## TASK MATERIAL
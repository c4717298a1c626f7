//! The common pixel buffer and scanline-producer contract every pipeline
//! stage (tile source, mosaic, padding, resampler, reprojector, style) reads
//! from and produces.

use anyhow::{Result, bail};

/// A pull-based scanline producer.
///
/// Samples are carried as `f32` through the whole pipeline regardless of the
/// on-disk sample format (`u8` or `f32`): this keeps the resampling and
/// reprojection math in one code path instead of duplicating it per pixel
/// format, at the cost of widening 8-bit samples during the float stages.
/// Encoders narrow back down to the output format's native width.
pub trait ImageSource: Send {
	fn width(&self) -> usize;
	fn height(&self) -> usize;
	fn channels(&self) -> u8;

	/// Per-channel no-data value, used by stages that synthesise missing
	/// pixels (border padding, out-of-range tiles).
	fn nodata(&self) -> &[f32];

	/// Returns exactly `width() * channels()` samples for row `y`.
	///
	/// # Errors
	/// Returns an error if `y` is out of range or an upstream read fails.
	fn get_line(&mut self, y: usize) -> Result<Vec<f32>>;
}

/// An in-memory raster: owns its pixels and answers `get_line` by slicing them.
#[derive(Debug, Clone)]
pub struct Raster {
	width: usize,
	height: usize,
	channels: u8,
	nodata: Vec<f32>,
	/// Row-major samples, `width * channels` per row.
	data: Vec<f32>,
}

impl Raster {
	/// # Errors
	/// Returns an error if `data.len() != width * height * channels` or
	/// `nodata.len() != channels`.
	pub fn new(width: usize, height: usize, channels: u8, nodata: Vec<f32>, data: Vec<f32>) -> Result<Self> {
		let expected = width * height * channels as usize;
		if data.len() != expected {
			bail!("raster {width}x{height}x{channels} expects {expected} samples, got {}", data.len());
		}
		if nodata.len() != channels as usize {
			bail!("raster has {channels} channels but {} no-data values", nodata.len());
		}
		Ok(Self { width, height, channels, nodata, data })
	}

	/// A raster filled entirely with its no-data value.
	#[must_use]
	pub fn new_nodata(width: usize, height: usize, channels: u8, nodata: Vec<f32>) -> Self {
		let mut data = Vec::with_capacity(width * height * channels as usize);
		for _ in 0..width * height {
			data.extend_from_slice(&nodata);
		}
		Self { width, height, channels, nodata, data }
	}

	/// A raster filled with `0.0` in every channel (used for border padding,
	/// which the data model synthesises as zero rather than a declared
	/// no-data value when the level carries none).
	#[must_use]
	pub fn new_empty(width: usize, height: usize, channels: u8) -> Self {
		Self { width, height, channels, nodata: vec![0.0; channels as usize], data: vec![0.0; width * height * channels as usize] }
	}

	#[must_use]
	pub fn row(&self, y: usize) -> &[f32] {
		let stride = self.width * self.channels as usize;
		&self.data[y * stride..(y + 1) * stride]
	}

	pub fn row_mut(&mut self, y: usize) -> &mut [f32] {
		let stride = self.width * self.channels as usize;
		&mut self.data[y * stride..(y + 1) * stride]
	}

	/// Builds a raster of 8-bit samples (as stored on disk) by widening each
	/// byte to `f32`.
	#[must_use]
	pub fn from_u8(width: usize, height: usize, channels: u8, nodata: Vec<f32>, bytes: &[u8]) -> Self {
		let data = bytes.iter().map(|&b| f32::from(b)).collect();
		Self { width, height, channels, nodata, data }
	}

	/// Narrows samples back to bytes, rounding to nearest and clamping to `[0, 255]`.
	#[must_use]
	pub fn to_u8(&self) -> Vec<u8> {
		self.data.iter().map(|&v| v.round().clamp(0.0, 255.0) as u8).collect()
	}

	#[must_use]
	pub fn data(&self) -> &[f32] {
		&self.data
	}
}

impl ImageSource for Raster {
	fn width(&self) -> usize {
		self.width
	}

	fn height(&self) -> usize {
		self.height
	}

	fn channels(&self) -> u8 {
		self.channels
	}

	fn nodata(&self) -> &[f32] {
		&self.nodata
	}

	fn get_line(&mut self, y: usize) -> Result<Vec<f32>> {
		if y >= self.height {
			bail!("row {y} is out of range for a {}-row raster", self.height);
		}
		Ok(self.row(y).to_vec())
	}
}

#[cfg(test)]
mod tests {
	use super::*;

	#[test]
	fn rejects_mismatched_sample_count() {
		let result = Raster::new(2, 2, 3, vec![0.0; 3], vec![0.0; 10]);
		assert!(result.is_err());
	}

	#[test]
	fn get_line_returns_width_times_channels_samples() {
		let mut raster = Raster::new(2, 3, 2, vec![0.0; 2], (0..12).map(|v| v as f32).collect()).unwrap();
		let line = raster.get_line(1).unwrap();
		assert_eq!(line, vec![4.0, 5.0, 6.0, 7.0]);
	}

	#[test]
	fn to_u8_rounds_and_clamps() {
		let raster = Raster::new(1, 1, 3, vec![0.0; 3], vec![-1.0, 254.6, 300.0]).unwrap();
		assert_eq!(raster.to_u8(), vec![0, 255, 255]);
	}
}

---

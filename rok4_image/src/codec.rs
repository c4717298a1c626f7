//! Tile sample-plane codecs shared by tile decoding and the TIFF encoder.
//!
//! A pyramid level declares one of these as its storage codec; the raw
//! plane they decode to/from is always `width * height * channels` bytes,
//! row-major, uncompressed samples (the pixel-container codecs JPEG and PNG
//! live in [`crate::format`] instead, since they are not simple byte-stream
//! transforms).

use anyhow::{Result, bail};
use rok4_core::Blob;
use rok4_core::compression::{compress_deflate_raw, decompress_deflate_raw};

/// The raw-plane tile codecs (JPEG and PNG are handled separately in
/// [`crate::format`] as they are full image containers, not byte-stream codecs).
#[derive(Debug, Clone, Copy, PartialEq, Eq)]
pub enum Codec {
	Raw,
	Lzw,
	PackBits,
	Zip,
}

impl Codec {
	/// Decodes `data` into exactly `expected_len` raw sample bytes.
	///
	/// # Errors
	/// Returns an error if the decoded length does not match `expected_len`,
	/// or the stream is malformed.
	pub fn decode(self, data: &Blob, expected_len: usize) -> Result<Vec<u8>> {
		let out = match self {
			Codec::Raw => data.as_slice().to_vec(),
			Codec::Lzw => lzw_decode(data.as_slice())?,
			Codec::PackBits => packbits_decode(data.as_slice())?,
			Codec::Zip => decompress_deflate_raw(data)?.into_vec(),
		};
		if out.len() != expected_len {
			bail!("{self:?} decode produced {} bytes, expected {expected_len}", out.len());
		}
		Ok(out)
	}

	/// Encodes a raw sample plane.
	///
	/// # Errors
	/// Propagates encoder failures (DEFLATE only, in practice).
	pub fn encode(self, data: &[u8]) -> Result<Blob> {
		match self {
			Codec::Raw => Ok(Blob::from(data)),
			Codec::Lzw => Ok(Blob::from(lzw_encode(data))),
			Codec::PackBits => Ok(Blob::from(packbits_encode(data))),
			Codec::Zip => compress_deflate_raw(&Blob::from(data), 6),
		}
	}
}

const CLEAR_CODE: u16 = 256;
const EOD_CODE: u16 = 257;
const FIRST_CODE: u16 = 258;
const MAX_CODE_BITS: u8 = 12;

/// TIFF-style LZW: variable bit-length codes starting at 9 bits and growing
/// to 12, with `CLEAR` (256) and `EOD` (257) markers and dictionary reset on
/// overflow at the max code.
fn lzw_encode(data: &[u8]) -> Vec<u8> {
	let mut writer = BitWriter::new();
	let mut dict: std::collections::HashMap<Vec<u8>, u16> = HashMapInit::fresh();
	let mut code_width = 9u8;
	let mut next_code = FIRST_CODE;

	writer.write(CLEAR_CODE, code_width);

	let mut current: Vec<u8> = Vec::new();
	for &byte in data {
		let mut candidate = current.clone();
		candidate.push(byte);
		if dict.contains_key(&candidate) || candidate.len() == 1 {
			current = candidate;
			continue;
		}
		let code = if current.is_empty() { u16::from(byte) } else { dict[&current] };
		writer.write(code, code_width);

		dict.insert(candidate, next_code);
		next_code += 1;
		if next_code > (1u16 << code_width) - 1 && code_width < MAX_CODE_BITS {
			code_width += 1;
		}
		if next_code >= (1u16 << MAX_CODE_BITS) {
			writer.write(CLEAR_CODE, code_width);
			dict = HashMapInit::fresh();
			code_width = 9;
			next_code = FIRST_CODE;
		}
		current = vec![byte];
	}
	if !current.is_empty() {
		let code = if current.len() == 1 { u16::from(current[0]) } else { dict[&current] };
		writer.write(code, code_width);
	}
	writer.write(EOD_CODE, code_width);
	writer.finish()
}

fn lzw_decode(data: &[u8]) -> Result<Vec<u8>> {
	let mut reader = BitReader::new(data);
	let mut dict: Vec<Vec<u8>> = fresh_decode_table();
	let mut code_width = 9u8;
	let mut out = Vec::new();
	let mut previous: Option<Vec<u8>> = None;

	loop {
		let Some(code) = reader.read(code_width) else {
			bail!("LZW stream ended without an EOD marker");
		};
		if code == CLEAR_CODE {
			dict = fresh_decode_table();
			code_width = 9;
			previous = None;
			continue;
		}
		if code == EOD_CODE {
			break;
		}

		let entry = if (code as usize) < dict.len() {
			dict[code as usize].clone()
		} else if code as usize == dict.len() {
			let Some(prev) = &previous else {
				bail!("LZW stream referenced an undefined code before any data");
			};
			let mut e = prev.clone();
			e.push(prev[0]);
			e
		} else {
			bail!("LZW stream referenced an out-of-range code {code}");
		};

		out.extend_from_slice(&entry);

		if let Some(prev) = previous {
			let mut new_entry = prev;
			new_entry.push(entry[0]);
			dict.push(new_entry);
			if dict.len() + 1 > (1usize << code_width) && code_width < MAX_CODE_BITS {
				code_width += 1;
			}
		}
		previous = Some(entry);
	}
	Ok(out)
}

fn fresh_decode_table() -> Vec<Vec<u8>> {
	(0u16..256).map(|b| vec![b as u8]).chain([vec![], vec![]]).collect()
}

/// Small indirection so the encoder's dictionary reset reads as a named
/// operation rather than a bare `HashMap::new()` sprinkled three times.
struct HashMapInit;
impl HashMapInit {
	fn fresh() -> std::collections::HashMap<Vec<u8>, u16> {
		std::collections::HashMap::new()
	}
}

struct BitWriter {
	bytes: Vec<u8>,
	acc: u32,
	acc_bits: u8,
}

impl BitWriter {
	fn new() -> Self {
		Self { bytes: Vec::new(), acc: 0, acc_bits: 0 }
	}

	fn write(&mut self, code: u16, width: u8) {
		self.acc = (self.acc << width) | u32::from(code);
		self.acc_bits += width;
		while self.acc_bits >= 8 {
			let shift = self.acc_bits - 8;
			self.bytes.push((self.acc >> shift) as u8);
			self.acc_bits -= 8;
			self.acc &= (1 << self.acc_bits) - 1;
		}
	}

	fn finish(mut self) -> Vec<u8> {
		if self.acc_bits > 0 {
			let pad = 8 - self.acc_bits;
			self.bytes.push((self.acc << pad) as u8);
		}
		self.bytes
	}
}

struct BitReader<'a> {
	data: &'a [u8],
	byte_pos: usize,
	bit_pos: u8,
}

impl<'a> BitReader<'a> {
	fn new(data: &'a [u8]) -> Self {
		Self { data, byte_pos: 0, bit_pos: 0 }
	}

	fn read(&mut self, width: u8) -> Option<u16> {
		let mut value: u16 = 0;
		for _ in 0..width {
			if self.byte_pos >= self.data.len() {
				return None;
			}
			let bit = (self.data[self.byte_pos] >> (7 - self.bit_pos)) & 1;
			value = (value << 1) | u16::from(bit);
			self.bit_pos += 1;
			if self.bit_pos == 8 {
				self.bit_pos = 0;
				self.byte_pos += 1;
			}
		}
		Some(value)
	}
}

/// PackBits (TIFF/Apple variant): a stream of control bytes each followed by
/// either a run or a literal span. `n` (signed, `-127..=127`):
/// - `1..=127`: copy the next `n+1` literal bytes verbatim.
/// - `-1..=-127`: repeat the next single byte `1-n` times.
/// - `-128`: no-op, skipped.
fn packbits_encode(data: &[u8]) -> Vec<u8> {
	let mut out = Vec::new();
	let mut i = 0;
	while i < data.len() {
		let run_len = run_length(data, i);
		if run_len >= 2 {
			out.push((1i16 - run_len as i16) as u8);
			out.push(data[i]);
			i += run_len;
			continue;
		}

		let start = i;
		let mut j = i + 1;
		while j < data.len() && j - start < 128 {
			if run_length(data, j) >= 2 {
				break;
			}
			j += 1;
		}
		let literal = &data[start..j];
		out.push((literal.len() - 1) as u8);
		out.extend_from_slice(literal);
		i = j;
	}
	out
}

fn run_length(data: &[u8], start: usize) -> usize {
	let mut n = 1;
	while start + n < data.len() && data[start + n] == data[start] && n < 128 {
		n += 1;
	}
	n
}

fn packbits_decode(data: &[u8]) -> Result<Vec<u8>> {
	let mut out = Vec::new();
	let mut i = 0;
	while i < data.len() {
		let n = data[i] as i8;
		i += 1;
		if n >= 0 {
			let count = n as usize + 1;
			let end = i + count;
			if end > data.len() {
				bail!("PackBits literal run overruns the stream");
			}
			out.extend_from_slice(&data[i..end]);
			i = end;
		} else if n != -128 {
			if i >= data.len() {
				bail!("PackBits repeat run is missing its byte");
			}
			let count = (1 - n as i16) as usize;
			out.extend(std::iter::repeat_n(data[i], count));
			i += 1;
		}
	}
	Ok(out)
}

---

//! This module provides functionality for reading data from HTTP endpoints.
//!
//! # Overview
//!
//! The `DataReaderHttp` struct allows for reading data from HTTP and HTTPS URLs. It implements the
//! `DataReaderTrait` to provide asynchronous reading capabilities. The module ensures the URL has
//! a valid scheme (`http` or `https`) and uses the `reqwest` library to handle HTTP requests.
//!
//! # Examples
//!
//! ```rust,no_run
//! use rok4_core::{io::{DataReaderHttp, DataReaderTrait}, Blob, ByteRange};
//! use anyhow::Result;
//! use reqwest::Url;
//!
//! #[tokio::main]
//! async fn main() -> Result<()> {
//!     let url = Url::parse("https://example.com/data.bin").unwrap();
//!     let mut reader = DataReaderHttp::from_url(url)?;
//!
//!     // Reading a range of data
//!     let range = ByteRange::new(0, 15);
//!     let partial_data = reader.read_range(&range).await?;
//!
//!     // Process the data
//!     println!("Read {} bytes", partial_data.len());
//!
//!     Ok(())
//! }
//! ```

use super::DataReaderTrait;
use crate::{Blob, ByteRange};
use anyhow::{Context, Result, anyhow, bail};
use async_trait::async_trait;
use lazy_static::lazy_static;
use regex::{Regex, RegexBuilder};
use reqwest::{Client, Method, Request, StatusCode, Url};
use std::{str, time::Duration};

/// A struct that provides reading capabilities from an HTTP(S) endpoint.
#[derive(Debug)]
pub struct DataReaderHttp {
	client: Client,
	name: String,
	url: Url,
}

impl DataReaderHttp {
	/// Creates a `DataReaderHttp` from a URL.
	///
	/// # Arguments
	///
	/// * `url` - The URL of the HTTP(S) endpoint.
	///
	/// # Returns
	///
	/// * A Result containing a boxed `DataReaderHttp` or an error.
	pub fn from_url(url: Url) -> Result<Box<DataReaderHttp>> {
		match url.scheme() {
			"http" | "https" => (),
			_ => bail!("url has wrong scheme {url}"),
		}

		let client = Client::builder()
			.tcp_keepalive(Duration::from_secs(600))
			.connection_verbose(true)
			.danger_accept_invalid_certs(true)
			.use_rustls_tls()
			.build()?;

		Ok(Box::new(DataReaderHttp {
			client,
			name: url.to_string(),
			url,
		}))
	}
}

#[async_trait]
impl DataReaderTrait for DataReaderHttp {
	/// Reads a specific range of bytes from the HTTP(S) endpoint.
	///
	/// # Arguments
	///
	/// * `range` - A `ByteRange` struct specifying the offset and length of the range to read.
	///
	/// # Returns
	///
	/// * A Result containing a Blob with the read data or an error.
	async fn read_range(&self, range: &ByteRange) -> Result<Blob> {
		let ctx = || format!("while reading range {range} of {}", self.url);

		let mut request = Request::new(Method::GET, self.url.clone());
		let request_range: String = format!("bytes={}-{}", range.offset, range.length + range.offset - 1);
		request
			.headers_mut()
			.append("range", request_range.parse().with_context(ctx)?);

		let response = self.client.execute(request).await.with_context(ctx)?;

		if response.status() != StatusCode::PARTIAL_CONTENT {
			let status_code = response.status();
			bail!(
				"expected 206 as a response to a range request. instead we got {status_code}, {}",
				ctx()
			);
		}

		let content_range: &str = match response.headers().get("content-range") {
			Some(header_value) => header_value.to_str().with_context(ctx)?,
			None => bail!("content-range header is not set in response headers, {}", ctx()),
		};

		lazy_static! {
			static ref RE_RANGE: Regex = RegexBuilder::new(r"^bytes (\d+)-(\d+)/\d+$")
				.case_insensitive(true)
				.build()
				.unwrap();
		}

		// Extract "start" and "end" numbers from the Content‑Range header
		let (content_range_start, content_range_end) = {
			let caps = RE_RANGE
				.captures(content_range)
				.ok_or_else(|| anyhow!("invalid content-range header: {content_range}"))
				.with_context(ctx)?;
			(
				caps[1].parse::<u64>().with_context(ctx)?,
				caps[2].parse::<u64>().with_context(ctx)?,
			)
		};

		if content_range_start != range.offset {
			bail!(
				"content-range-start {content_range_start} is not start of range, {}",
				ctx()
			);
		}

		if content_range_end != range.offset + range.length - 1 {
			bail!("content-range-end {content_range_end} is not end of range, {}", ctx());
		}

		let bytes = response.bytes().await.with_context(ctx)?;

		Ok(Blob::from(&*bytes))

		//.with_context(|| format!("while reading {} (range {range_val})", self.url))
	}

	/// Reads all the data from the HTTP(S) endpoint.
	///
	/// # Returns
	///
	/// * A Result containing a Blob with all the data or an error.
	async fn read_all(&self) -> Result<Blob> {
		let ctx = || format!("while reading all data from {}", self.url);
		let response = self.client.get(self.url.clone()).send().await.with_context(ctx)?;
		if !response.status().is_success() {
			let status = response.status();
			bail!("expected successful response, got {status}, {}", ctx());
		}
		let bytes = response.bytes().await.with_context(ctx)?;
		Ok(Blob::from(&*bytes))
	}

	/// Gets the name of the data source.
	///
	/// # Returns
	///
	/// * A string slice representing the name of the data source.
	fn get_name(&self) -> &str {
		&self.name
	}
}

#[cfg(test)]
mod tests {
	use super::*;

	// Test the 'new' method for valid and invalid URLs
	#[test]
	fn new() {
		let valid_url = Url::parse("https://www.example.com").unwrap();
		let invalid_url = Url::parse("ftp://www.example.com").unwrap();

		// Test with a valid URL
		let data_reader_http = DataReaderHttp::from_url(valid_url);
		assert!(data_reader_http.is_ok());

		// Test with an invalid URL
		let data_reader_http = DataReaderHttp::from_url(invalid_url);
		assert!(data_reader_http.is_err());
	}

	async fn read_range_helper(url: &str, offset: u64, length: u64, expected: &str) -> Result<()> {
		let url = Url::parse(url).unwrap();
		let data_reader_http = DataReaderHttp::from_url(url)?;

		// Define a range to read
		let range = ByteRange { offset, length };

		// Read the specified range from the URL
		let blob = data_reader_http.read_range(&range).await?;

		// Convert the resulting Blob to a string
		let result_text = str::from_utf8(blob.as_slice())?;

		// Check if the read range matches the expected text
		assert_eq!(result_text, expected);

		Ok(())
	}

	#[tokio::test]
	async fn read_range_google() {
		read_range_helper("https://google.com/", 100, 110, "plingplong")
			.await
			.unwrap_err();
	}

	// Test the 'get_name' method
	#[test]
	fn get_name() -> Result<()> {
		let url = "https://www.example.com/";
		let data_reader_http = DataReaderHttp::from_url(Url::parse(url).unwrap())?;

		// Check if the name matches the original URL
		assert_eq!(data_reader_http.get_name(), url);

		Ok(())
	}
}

## YOUR TASK
Report all lines of the material that contain the word "level".

## EXERCISE SOLUTION
	/// no-data value when the level carries none).
//! A pyramid level declares one of these as its storage codec; the raw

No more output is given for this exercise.